Assessment of microglial activation and neuronal degeneration in the basal ganglia and thalamus. Adjacent sections through the basal ganglia (a and b) and thalamus (c and d) of a YF 17D-infected monkey showing immunostaining for CD68 (a and c) or NeuN (b and d). The circled areas in (a–d) are shown at higher magnification in corresponding insets. Insets in (a and c) show CD68-immunoreactive activated microglia engulfing or in close contact with degenerating neurons (red arrowheads). Insets in (b and d) show degenerating neurons with eccentric nuclei and/or shrunken cytoplasm and decreased intensity of the NeuN signal (red arrowheads). Abbreviations: MGP, medial globus pallidus; LGP, lateral globus pallidus; Pu, putamen; 3V, third ventricle; fx, fornix; BLV, body of lateral ventricle; Cd, caudate nucleus; AV, anteroventral nucleus; AM, anteromedial nucleus; VL, ventral lateral nucleus; VAMC, magnocellular part of ventral anterior nucleus; Rt, reticular nucleus; ic, internal capsule; ZI, zona incerta.
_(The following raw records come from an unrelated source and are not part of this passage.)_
//! Backends over OS file descriptors.

use std::fs::File;
use std::io::{self, Read, Seek, SeekFrom, Write};
use std::os::unix::io::{AsRawFd, FromRawFd, IntoRawFd, RawFd};

use channelfs_core::{Backend, ChannelError, Property, Reposition, Transfer};

/// Whether a descriptor is still usable.
pub fn is_valid_fd(fd: RawFd) -> bool {
    fd >= 0 && unsafe { libc::fcntl(fd, libc::F_GETFD) } != -1
}

fn is_regular(file: &File) -> bool {
    file.metadata().map(|m| m.is_file()).unwrap_or(false)
}

/// Close `fd`, reporting the OS error instead of swallowing it.
pub(crate) fn close_fd(fd: RawFd) -> Result<(), ChannelError> {
    if unsafe { libc::close(fd) } == -1 {
        return Err(ChannelError::io("close")(io::Error::last_os_error()));
    }
    Ok(())
}

/// A raw descriptor: files, pipes, terminals.
///
/// Reads and writes go straight to the OS. A short read raises EOF. Only
/// regular files can reposition; on anything else the channel falls back to
/// pushback-only seeking.
///
/// A borrowed descriptor (the standard streams, or one the caller still
/// owns) is never closed, not even on drop.
#[derive(Debug)]
pub struct Descriptor {
    file: Option<File>,
    owned: bool,
    regular: bool,
}

impl Descriptor {
    /// Take ownership of an open file.
    pub fn new(file: File) -> Self {
        let regular = is_regular(&file);
        Self {
            file: Some(file),
            owned: true,
            regular,
        }
    }

    /// Wrap a descriptor number. Fails with `EBADF` when it is not open.
    ///
    /// With `owned` set the descriptor is closed together with the channel.
    pub fn from_raw_fd(fd: RawFd, owned: bool) -> Result<Self, ChannelError> {
        if !is_valid_fd(fd) {
            return Err(ChannelError::io("fcntl")(io::Error::from_raw_os_error(
                libc::EBADF,
            )));
        }
        // SAFETY: fd is open, and a borrowed fd is never closed through this File.
        let file = unsafe { File::from_raw_fd(fd) };
        let regular = is_regular(&file);
        Ok(Self {
            file: Some(file),
            owned,
            regular,
        })
    }

    pub fn is_regular(&self) -> bool {
        self.regular
    }

    pub fn fd(&self) -> Option<RawFd> {
        self.file.as_ref().map(AsRawFd::as_raw_fd)
    }

    fn file(&mut self) -> Result<&mut File, ChannelError> {
        self.file.as_mut().ok_or_else(|| {
            ChannelError::io("descriptor")(io::Error::from_raw_os_error(libc::EBADF))
        })
    }
}

impl Backend for Descriptor {
    fn read(&mut self, buf: &mut [u8]) -> Result<Transfer, ChannelError> {
        let file = self.file()?;
        let n = loop {
            match file.read(buf) {
                Ok(n) => break n,
                Err(e) if e.kind() == io::ErrorKind::Interrupted => continue,
                Err(e) => return Err(ChannelError::io("read")(e)),
            }
        };
        Ok(Transfer {
            bytes: n,
            eof: n < buf.len(),
        })
    }

    fn write(&mut self, buf: &[u8]) -> Result<Transfer, ChannelError> {
        let file = self.file()?;
        let n = loop {
            match file.write(buf) {
                Ok(n) => break n,
                Err(e) if e.kind() == io::ErrorKind::Interrupted => continue,
                Err(e) => return Err(ChannelError::io("write")(e)),
            }
        };
        if n == 0 {
            return Err(ChannelError::ShortWrite {
                written: 0,
                requested: buf.len(),
            });
        }
        Ok(Transfer::new(n))
    }

    fn repositioner(&mut self) -> Option<&mut dyn Reposition> {
        if self.regular {
            Some(self)
        } else {
            None
        }
    }

    fn close(&mut self) -> Result<(), ChannelError> {
        match self.file.take() {
            Some(file) if self.owned => close_fd(file.into_raw_fd()),
            Some(file) => {
                let _ = file.into_raw_fd();
                Ok(())
            }
            None => Ok(()),
        }
    }

    fn detach(&mut self) {
        if let Some(file) = self.file.take() {
            let _ = file.into_raw_fd();
        }
    }

    fn property(&self, name: &str) -> Option<Property> {
        match name {
            "Fd" => self.fd().map(Property::Fd),
            _ => None,
        }
    }
}

impl Reposition for Descriptor {
    fn reposition(&mut self, to: SeekFrom) -> Result<u64, ChannelError> {
        self.file()?.seek(to).map_err(ChannelError::Seek)
    }
}

impl Drop for Descriptor {
    fn drop(&mut self) {
        if !self.owned {
            self.detach();
        }
    }
}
Inset bars: 50 μm.

Fig. 5

Image analysis of microglial activation (CD68-IR) and neurodegeneration (NeuN-IR) in the spinal cord. Adjacent transverse sections of the lumbar spinal cord of a mock-inoculated monkey (a and b) or LGTV-infected monkey (c and d) showing the analysis of CD68-IR (a and c) or NeuN-IR (b and d). The dashed lines show the approximate boundaries of the grey matter. The circled areas in (a–d) show the ventrolateral column containing motor neurons. The corresponding insets in (a–d) show the circled areas at higher magnification. Additional smaller insets in (a–d) represent markup images with applied CD68-IR or NeuN-IR algorithm (strong positive pixels, red; moderate positive pixels, orange; weak positive pixels, yellow; negative pixels, blue; neutral pixels, white). Note the CD68-IR surrounding degenerating neurons (black or green arrowheads in insets in c) and absence of CD68-IR in (a). Black arrowheads in (a) show normal motor neurons. Asterisks in (a and c) show the position of the corresponding neurons in the markup images. Note the strong NeuN-IR in the normal neurons (black or green arrowheads in b) and decreased number of neurons in (d). NeuN-IR in the remaining neurons is decreased or absent (black or green arrowheads in d). Abbreviations: Dh, dorsal horn; Vh, ventral horn. Bar in (a) also applies to (b–d); inset bars: 50 μm.

Fig. 6

Analysis of correlation between CD68-IR and NeuN-IR and histopathological scores for microglial activation/neuronal degeneration (MGA/ND) in the CNS. Correlation between CD68-IR (a–c) or NeuN-IR (d–f) and MGA/ND scores in the basal ganglia, thalamus, and spinal cord of mock-inoculated control monkey (green; n = 1) and monkeys infected with TBEV/DEN4Δ30 (red; n = 3), LGTV (blue; n = 4), or YF 17D (yellow; n = 4). (g–i) Correlation between NeuN-IR and CD68-IR. The trend line, correlation coefficient (R), and P-value are shown in each plot. MGA/ND scores and IR values did not differ statistically between the viruses unless specifically noted. The statistically significant differences between the viruses based on mean MGA/ND scores are indicated with one asterisk and based on mean CD68-IR or NeuN-IR are indicated with two asterisks (P < 0.05).